§ WORK TASK
In the entries below, find the line with "system.delay.delay_ms(1_u32);" and the line with "assert_eq!(bounds.high, 1800);". Return those two lines and all lines between them, exactly.

━━━

use glam::Vec3;
use rand::Rng;

/// Structure-of-arrays particle storage.
///
/// All four arrays are allocated once with `count` entries and index `i`
/// always refers to the same particle. Nothing here reallocates or reorders.
pub struct ParticleSet {
    count: usize,
    pub position: Vec<Vec3>,
    pub original_position: Vec<Vec3>,
    pub velocity: Vec<Vec3>,
    pub color: Vec<Vec3>,
    dirty: bool,
}

impl ParticleSet {
    /// Scatters `count` particles uniformly inside `[-extent, extent]` per
    /// axis, at rest, all coloured `color`.
    pub fn new<R: Rng + ?Sized>(count: usize, extent: Vec3, color: Vec3, rng: &mut R) -> Self {
        let original_position: Vec<Vec3> = (0..count)
            .map(|_| {
                Vec3::new(
                    (rng.gen::<f32>() - 0.5) * 2.0 * extent.x,
                    (rng.gen::<f32>() - 0.5) * 2.0 * extent.y,
                    (rng.gen::<f32>() - 0.5) * 2.0 * extent.z,
                )
            })
            .collect();
        Self {
            count,
            position: original_position.clone(),
            original_position,
            velocity: vec![Vec3::ZERO; count],
            color: vec![color; count],
            dirty: true,
        }
    }

    #[inline]
    pub fn count(&self) -> usize {
        self.count
    }

    /// `count * 3` floats, xyz per particle.
    pub fn positions_flat(&self) -> &[f32] {
        bytemuck::cast_slice(&self.position)
    }

    /// `count * 3` floats, rgb per particle in `[0, 1]`.
    pub fn colors_flat(&self) -> &[f32] {
        bytemuck::cast_slice(&self.color)
    }

    /// Scales every rest position per axis. Current positions are left for
    /// homing to pull along.
    pub fn rescale_rest(&mut self, factor: Vec3) {
        for o in &mut self.original_position {
            *o *= factor;
        }
    }

    pub fn mark_dirty(&mut self) {
        self.dirty = true;
    }

    pub fn is_dirty(&self) -> bool {
        self.dirty
    }

    /// Returns whether the buffers changed since the last call and clears the flag.
    pub fn take_dirty(&mut self) -> bool {
        std::mem::take(&mut self.dirty)
    }
}
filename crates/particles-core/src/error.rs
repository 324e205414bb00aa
use thiserror::Error;

/// Rejected simulation configuration.
///
/// The per-frame step itself never fails; everything that could make it
/// diverge or produce out-of-range colours is caught here, once, when the
/// simulation is built.
#[derive(Debug, Error, Clone, PartialEq)]
pub enum ConfigError {
    #[error("particle count must be positive")]
    EmptyParticleSet,
    #[error("{name} must be in (0, 1), got {value}")]
    Friction { name: &'static str, value: f32 },
    #[error("{name} must be in [0, 1], got {value}")]
    BlendRate { name: &'static str, value: f32 },
    #[error("{name} channels must be in [0, 1], got {value:?}")]
    Color { name: &'static str, value: [f32; 3] },
    #[error("{name} must be finite and non-negative, got {value}")]
    Negative { name: &'static str, value: f32 },
    #[error("{name} must be finite and positive, got {value}")]
    NotPositive { name: &'static str, value: f32 },
    #[error("spawn_fraction must be in (0, 1] on every axis, got {value:?}")]
    SpawnFraction { value: [f32; 3] },
    #[error("viewport {name} must be finite and positive, got {value}")]
    Viewport { name: &'static str, value: f32 },
    #[error("distance_epsilon must be positive")]
    ZeroEpsilon,
    #[error("text raster needs a non-empty canvas and sample step")]
    TextCanvas,
}
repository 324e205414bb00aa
// Built-in 5×7 bitmap font used to rasterise text targets.
// Each glyph is 7 rows, low 5 bits per row, MSB (bit 4) is the left column.

pub const GLYPH_W: usize = 5;
pub const GLYPH_H: usize = 7;
pub const ADVANCE_X: usize = GLYPH_W + 1;
pub const ADVANCE_Y: usize = GLYPH_H + 2;

/// Glyph rows for `c`, `None` when the font has no such character.
/// Letters are case-insensitive.
pub fn glyph(c: char) -> Option<[u8; GLYPH_H]> {
    let rows = match c.to_ascii_uppercase() {
        'A' => [0b01110, 0b10001, 0b10001, 0b11111, 0b10001, 0b10001, 0b10001],
        'B' => [0b11110, 0b10001, 0b10001, 0b11110, 0b10001, 0b10001, 0b11110],
        'C' => [0b01110, 0b10001, 0b10000, 0b10000, 0b10000, 0b10001, 0b01110],
        'D' => [0b11100, 0b10010, 0b10001, 0b10001, 0b10001, 0b10010, 0b11100],
        'E' => [0b11111, 0b10000, 0b10000, 0b11110, 0b10000, 0b10000, 0b11111],
        'F' => [0b11111, 0b10000, 0b10000, 0b11110, 0b10000, 0b10000, 0b10000],
        'G' => [0b01110, 0b10001, 0b10000, 0b10111, 0b10001, 0b10001, 0b01111],
        'H' => [0b10001, 0b10001, 0b10001, 0b11111, 0b10001, 0b10001, 0b10001],
        'I' => [0b01110, 0b00100, 0b00100, 0b00100, 0b00100, 0b00100, 0b01110],
        'J' => [0b00111, 0b00010, 0b00010, 0b00010, 0b00010, 0b10010, 0b01100],
        'K' => [0b10001, 0b10010, 0b10100, 0b11000, 0b10100, 0b10010, 0b10001],
        'L' => [0b10000, 0b10000, 0b10000, 0b10000, 0b10000, 0b10000, 0b11111],
        'M' => [0b10001, 0b11011, 0b10101, 0b10101, 0b10001, 0b10001, 0b10001],
        'N' => [0b10001, 0b10001, 0b11001, 0b10101, 0b10011, 0b10001, 0b10001],
        'O' => [0b01110, 0b10001, 0b10001, 0b10001, 0b10001, 0b10001, 0b01110],
        'P' => [0b11110, 0b10001, 0b10001, 0b11110, 0b10000, 0b10000, 0b10000],
        'Q' => [0b01110, 0b10001, 0b10001, 0b10001, 0b10101, 0b10010, 0b01101],
        'R' => [0b11110, 0b10001, 0b10001, 0b11110, 0b10100, 0b10010, 0b10001],
        'S' => [0b01111, 0b10000, 0b10000, 0b01110, 0b00001, 0b00001, 0b11110],
        'T' => [0b11111, 0b00100, 0b00100, 0b00100, 0b00100, 0b00100, 0b00100],
        'U' => [0b10001, 0b10001, 0b10001, 0b10001, 0b10001, 0b10001, 0b01110],
        'V' => [0b10001, 0b10001, 0b10001, 0b10001, 0b10001, 0b01010, 0b00100],
        'W' => [0b10001, 0b10001, 0b10001, 0b10101, 0b10101, 0b10101, 0b01010],
        'X' => [0b10001, 0b10001, 0b01010, 0b00100, 0b01010, 0b10001, 0b10001],
        'Y' => [0b10001, 0b10001, 0b01010, 0b00100, 0b00100, 0b00100, 0b00100],
        'Z' => [0b11111, 0b00001, 0b00010, 0b00100, 0b01000, 0b10000, 0b11111],
        '0' => [0b01110, 0b10001, 0b10011, 0b10101, 0b11001, 0b10001, 0b01110],
        '1' => [0b00100, 0b01100, 0b00100, 0b00100, 0b00100, 0b00100, 0b01110],
        '2' => [0b01110, 0b10001, 0b00001, 0b00010, 0b00100, 0b01000, 0b11111],
        '3' => [0b11111, 0b00010, 0b00100, 0b00010, 0b00001, 0b10001, 0b01110],
        '4' => [0b00010, 0b00110, 0b01010, 0b10010, 0b11111, 0b00010, 0b00010],
        '5' => [0b11111, 0b10000, 0b11110, 0b00001, 0b00001, 0b10001, 0b01110],
        '6' => [0b00110, 0b01000, 0b10000, 0b11110, 0b10001, 0b10001, 0b01110],
        '7' => [0b11111, 0b00001, 0b00010, 0b00100, 0b01000, 0b01000, 0b01000],
        '8' => [0b01110, 0b10001, 0b10001, 0b01110, 0b10001, 0b10001, 0b01110],
        '9' => [0b01110, 0b10001, 0b10001, 0b01111, 0b00001, 0b00010, 0b01100],
        '!' => [0b00100, 0b00100, 0b00100, 0b00100, 0b00100, 0b00000, 0b00100],
        '?' => [0b01110, 0b10001, 0b00001, 0b00010, 0b00100, 0b00000, 0b00100],
        '.' => [0b00000, 0b00000, 0b00000, 0b00000, 0b00000, 0b01100, 0b01100],
        ',' => [0b00000, 0b00000, 0b00000, 0b00000, 0b01100, 0b00100, 0b01000],
        '\'' => [0b01100, 0b00100, 0b01000, 0b00000, 0b00000, 0b00000, 0b00000],
        '-' => [0b00000, 0b00000, 0b00000, 0b11111, 0b00000, 0b00000, 0b00000],
        '♥' => [0b00000, 0b01010, 0b11111, 0b11111, 0b01110, 0b00100, 0b00000],
        ' ' => [0; GLYPH_H],
        _ => return None,
    };
    Some(rows)
}

#[inline]
pub fn is_lit(rows: &[u8; GLYPH_H], col: usize, row: usize) -> bool {
    rows[row] & (1 << (GLYPH_W - 1 - col)) != 0
}
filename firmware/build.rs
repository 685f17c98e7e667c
use std::env;
use std::fs::File;
use std::io::Write;
use std::path::PathBuf;

fn main() {
    // Put memory.x somewhere the linker can find it.
    let out = PathBuf::from(env::var_os("OUT_DIR").unwrap());
    File::create(out.join("memory.x"))
        .unwrap()
        .write_all(include_bytes!("memory.x"))
        .unwrap();
    println!("cargo:rustc-link-search={}", out.display());
    println!("cargo:rerun-if-changed=memory.x");
}
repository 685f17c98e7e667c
//! Structures passing desired peripheral state back to the firmware.

use heapless::Vec;

use crate::store::PEDALS;

/// A control change to be transmitted.
///
/// The device speaks on a single fixed MIDI channel, so only the
/// controller number and its new value are carried here.
#[derive(Debug, Clone, Copy, PartialEq, Eq)]
#[cfg_attr(feature = "defmt", derive(defmt::Format))]
pub struct ControlChange {
    pub controller: u8,
    pub value: u8,
}

/// Desired state of output peripherals after processing one snapshot.
///
/// Each pedal contributes at most one message per tick, hence the queue
/// capacity.
#[derive(Debug)]
#[cfg_attr(feature = "defmt", derive(defmt::Format))]
pub struct DesiredOutput {
    pub control_changes: Vec<ControlChange, PEDALS>,
    pub led: bool,
}
//! Best-effort transmission of control changes over USB MIDI.

use duopedal_control::output::ControlChange;
use heapless::Vec;
use usb_device::bus::UsbBus;
use usbd_midi::message::{Channel, ControlFunction, FromClamped, Message, U7};
use usbd_midi::{CableNumber, UsbMidiClass};

/// The single MIDI channel the device speaks on.
const CHANNEL: Channel = Channel::Channel1;

const QUEUE_CAPACITY: usize = 8;

/// Outgoing message queue in front of the USB MIDI class.
///
/// Messages the bus refuses to take stay queued for the next tick. Once
/// the queue itself overflows, new messages are dropped; the transport is
/// fire-and-forget with no acknowledgment or retry.
#[derive(Default)]
pub struct MidiTransmitter {
    queue: Vec<ControlChange, QUEUE_CAPACITY>,
}

impl MidiTransmitter {
    pub fn push(&mut self, message: ControlChange) {
        let _ = self.queue.push(message);
    }

    /// Send as much of the queue as the bus accepts right now.
    pub fn flush<B: UsbBus>(&mut self, class: &mut UsbMidiClass<'_, B>) {
        while let Some(message) = self.queue.first().copied() {
            let packet = Message::ControlChange(
                CHANNEL,
                ControlFunction(U7::from_clamped(message.controller)),
                U7::from_clamped(message.value),
            )
            .into_packet(CableNumber::Cable0);
            if class.send_packet(packet).is_err() {
                break;
            }
            self.queue.remove(0);
        }
    }
}
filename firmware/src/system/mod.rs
pub mod led;
pub mod midi;
pub mod sensors;

pub use stm32f1xx_hal as hal;

use hal::adc::Adc;
use hal::pac::{CorePeripherals, Peripherals as DevicePeripherals};
use hal::prelude::*;
use hal::timer::SysDelay;
use hal::usb::Peripheral as UsbPeripheral;

use led::ActivityLed;
use sensors::{Pins as SensorPins, Sensors};

/// Hardware abstraction of the board.
pub struct System {
    pub delay: SysDelay,
    pub led: ActivityLed,
    pub sensors: Sensors,
    pub usb: UsbPeripheral,
}

impl System {
    /// Initialize system abstraction.
    ///
    /// # Panics
    ///
    /// The system can be initialized only once. It panics otherwise.
    #[must_use]
    pub fn init(cp: CorePeripherals, dp: DevicePeripherals) -> Self {
        let mut flash = dp.FLASH.constrain();
        let rcc = dp.RCC.constrain();
        let clocks = rcc
            .cfgr
            .use_hse(8.MHz())
            .sysclk(72.MHz())
            .pclk1(36.MHz())
            .adcclk(12.MHz())
            .freeze(&mut flash.acr);
        assert!(clocks.usbclk_valid());

        let mut gpioa = dp.GPIOA.split();
        let mut gpioc = dp.GPIOC.split();

        let mut delay = cp.SYST.delay(&clocks);

        // Pulling D+ low for a moment makes the host re-enumerate the
        // device after a reset, without replugging the cable.
        let mut usb_dp = gpioa.pa12.into_push_pull_output(&mut gpioa.crh);
        usb_dp.set_low();
        delay.delay_ms(10_u32);

        let usb = UsbPeripheral {
            usb: dp.USB,
            pin_dm: gpioa.pa11,
            pin_dp: usb_dp.into_floating_input(&mut gpioa.crh),
        };

        let adc = Adc::adc1(dp.ADC1, clocks);
        let sensors = Sensors::new(
            SensorPins {
                soft: gpioa.pa0.into_analog(&mut gpioa.crl),
                sustain: gpioa.pa1.into_analog(&mut gpioa.crl),
            },
            adc,
        );

        let led = ActivityLed::new(gpioc.pc13.into_push_pull_output(&mut gpioc.crh));

        Self {
            delay,
            led,
            sensors,
            usb,
        }
    }
}
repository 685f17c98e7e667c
//! Led abstraction keeping it lit.

/// How long the led stays lit after a trigger, in loop ticks.
const PULSE_TICKS: u32 = 100;

/// Abstraction of the activity led.
///
/// A single led shared by both pedals is pulsed whenever a message goes
/// out and remains lit for a moment so short bursts stay visible.
#[derive(Debug, Default)]
#[cfg_attr(feature = "defmt", derive(defmt::Format))]
pub struct Led {
    remaining: u32,
}

impl Led {
    pub fn trigger(&mut self) {
        self.remaining = PULSE_TICKS;
    }

    pub fn tick(&mut self) {
        self.remaining = self.remaining.saturating_sub(1);
    }

    #[must_use]
    pub fn triggered(&self) -> bool {
        self.remaining > 0
    }
}
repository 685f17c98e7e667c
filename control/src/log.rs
macro_rules! info {
    ( $($arg:tt)+ ) => (
        #[cfg(feature = "defmt")]
        defmt::info!($($arg)+);
    );
}

pub(crate) use info;
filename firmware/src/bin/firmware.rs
#![no_main]
#![no_std]

use duopedal_firmware as _; // global logger + panicking-behavior

use core::fmt::Write;

use cortex_m::singleton;
use cortex_m_rt::entry;
use heapless::String;
use usb_device::bus::UsbBusAllocator;
use usb_device::device::{StringDescriptors, UsbDeviceBuilder, UsbVidPid};
use usbd_midi::UsbMidiClass;
use usbd_serial::SerialPort;

use duopedal_control::config::Config;
use duopedal_control::store::Store;
use duopedal_control::telemetry::Reporter;
use duopedal_firmware::system::hal::pac;
use duopedal_firmware::system::hal::prelude::*;
use duopedal_firmware::system::hal::usb::{Peripheral, UsbBus};
use duopedal_firmware::system::midi::MidiTransmitter;
use duopedal_firmware::system::System;

#[entry]
fn main() -> ! {
    defmt::info!("INIT");

    let cp = cortex_m::Peripherals::take().unwrap();
    let dp = pac::Peripherals::take().unwrap();
    let mut system = System::init(cp, dp);

    let usb_bus: &UsbBusAllocator<UsbBus<Peripheral>> =
        singleton!(: UsbBusAllocator<UsbBus<Peripheral>> = UsbBus::new(system.usb)).unwrap();

    let mut midi = UsbMidiClass::new(usb_bus, 1, 0).unwrap();
    let mut serial = SerialPort::new(usb_bus);
    let mut usb_dev = UsbDeviceBuilder::new(usb_bus, UsbVidPid(0x1eaa, 0x0067))
        .strings(&[StringDescriptors::default()
            .manufacturer("riban")
            .product("Foot pedal x2")])
        .unwrap()
        .build();

    // The very first reading seeds the calibration. Both pedals are
    // expected to rest in their released position on power-up.
    let mut store = Store::new(system.sensors.sample(), Config::default());
    let mut transmitter = MidiTransmitter::default();
    let mut reporter = Reporter::default();
    let mut now_ms: u32 = 0;

    defmt::info!("RUN");

    loop {
        usb_dev.poll(&mut [&mut midi, &mut serial]);

        let output = store.update(system.sensors.sample());
        for message in &output.control_changes {
            transmitter.push(*message);
        }
        transmitter.flush(&mut midi);
        system.led.set(output.led);

        if reporter.poll(now_ms) {
            let mut line: String<128> = String::new();
            // A report that does not fit or a stalled link only costs us
            // this one line.
            if write!(line, "{}\r\n", store.report()).is_ok() {
                let _ = serial.write(line.as_bytes());
            }
        }

        // Lets the ADC input settle and bounds the sampling rate.
        system.delay.delay_ms(1_u32);
        now_ms = now_ms.wrapping_add(1);
    }
}
//! Auto-calibration of a pedal's usable sensor range.

/// Calibrated limits of a single analog sensor.
///
/// The limits start around the power-up reading and move outwards as the
/// pedal is observed traveling further, so the full range of motion gets
/// tracked without manual calibration.
#[derive(Debug, Clone, Copy, PartialEq, Eq)]
#[cfg_attr(feature = "defmt", derive(defmt::Format))]
pub struct Bounds {
    pub low: u16,
    pub high: u16,
}

impl Bounds {
    /// Seed the limits from the first sample taken at power-up.
    ///
    /// The sample is assumed to catch the pedal in its released position.
    #[must_use]
    pub fn seed(initial: u16, deadzone: u16) -> Self {
        let high = initial.saturating_sub(deadzone);
        let low = high.saturating_sub(deadzone);
        Self { low, high }
    }

    /// Move a limit outwards when the sample reaches past it.
    ///
    /// Limits never tighten back. A transient noise spike thus permanently
    /// widens the range until reset.
    pub fn widen(&mut self, raw: u16, deadzone: u16) {
        if raw.saturating_add(deadzone) < self.low {
            self.low = raw + deadzone;
        }
        if raw.saturating_sub(deadzone) > self.high {
            self.high = raw - deadzone;
        }
    }

    #[must_use]
    pub fn span(&self) -> u16 {
        self.high - self.low
    }
}

#[cfg(test)]
mod tests {
    use super::*;

    #[test]
    fn when_seeded_it_sits_one_dead_zone_below_the_initial_reading() {
        let bounds = Bounds::seed(1900, 100);
        assert_eq!(bounds.high, 1800);
        assert_eq!(bounds.low, 1700);
    }

    #[test]
    fn when_seeded_near_zero_it_saturates_instead_of_wrapping() {
        let bounds = Bounds::seed(50, 100);
        assert_eq!(bounds.high, 0);
        assert_eq!(bounds.low, 0);
    }

    #[test]
    fn when_sample_reaches_below_the_low_limit_it_widens_down() {
        let mut bounds = Bounds {
            low: 500,
            high: 700,
        };
        bounds.widen(350, 100);
        assert_eq!(bounds.low, 450);
        assert_eq!(bounds.high, 700);
    }

    #[test]
    fn when_sample_reaches_above_the_high_limit_it_widens_up() {
        let mut bounds = Bounds {
            low: 500,
            high: 700,
        };
        bounds.widen(850, 100);
        assert_eq!(bounds.low, 500);
        assert_eq!(bounds.high, 750);
    }

    #[test]
    fn when_sample_stays_within_the_limits_it_keeps_them_intact() {
        let mut bounds = Bounds {
            low: 500,
            high: 700,
        };
        for raw in [450, 500, 600, 700, 790] {
            bounds.widen(raw, 100);
            assert_eq!(bounds.low, 500);
            assert_eq!(bounds.high, 700);
        }
    }

    #[test]
    fn when_limits_were_widened_by_a_spike_they_never_tighten_back() {
        let mut bounds = Bounds {
            low: 500,
            high: 700,
        };
        bounds.widen(850, 100);
        for _ in 0..1000 {
            bounds.widen(600, 100);
        }
        assert_eq!(bounds.high, 750);
    }
}
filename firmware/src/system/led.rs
use crate::system::hal::gpio::{gpioc, Output, PushPull};

pub type Pin = gpioc::PC13<Output<PushPull>>;

/// The on-board led, wired active low.
pub struct ActivityLed {
    pin: Pin,
}

impl ActivityLed {
    pub(crate) fn new(mut pin: Pin) -> Self {
        pin.set_high();
        Self { pin }
    }

    pub fn set(&mut self, on: bool) {
        if on {
            self.pin.set_low();
        } else {
            self.pin.set_high();
        }
    }
}
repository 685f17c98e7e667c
use duopedal_control::store::Snapshot;
use nb::block;

use crate::system::hal::adc::Adc;
use crate::system::hal::gpio::{gpioa, Analog};
use crate::system::hal::pac::ADC1;
use crate::system::hal::prelude::*;

pub type SoftPin = gpioa::PA0<Analog>;
pub type SustainPin = gpioa::PA1<Analog>;

pub struct Pins {
    pub soft: SoftPin,
    pub sustain: SustainPin,
}

/// Both pedal position sensors and the ADC sampling them.
pub struct Sensors {
    adc: Adc<ADC1>,
    pins: Pins,
    last: Snapshot,
}

impl Sensors {
    pub(crate) fn new(pins: Pins, adc: Adc<ADC1>) -> Self {
        Self {
            adc,
            pins,
            last: Snapshot::default(),
        }
    }

    /// Sample both channels, one blocking conversion each.
    ///
    /// A failed conversion leaves the previous reading in place.
    pub fn sample(&mut self) -> Snapshot {
        self.last.sensors[0] =
            block!(self.adc.read(&mut self.pins.soft)).unwrap_or(self.last.sensors[0]);
        self.last.sensors[1] =
            block!(self.adc.read(&mut self.pins.sustain)).unwrap_or(self.last.sensors[1]);
        self.last
    }
}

━━━

§ OUTPUT OF THE TASK
        system.delay.delay_ms(1_u32);
        now_ms = now_ms.wrapping_add(1);
    }
}
//! Auto-calibration of a pedal's usable sensor range.

/// Calibrated limits of a single analog sensor.
///
/// The limits start around the power-up reading and move outwards as the
/// pedal is observed traveling further, so the full range of motion gets
/// tracked without manual calibration.
#[derive(Debug, Clone, Copy, PartialEq, Eq)]
#[cfg_attr(feature = "defmt", derive(defmt::Format))]
pub struct Bounds {
    pub low: u16,
    pub high: u16,
}

impl Bounds {
    /// Seed the limits from the first sample taken at power-up.
    ///
    /// The sample is assumed to catch the pedal in its released position.
    #[must_use]
    pub fn seed(initial: u16, deadzone: u16) -> Self {
        let high = initial.saturating_sub(deadzone);
        let low = high.saturating_sub(deadzone);
        Self { low, high }
    }

    /// Move a limit outwards when the sample reaches past it.
    ///
    /// Limits never tighten back. A transient noise spike thus permanently
    /// widens the range until reset.
    pub fn widen(&mut self, raw: u16, deadzone: u16) {
        if raw.saturating_add(deadzone) < self.low {
            self.low = raw + deadzone;
        }
        if raw.saturating_sub(deadzone) > self.high {
            self.high = raw - deadzone;
        }
    }

    #[must_use]
    pub fn span(&self) -> u16 {
        self.high - self.low
    }
}

#[cfg(test)]
mod tests {
    use super::*;

    #[test]
    fn when_seeded_it_sits_one_dead_zone_below_the_initial_reading() {
        let bounds = Bounds::seed(1900, 100);
        assert_eq!(bounds.high, 1800);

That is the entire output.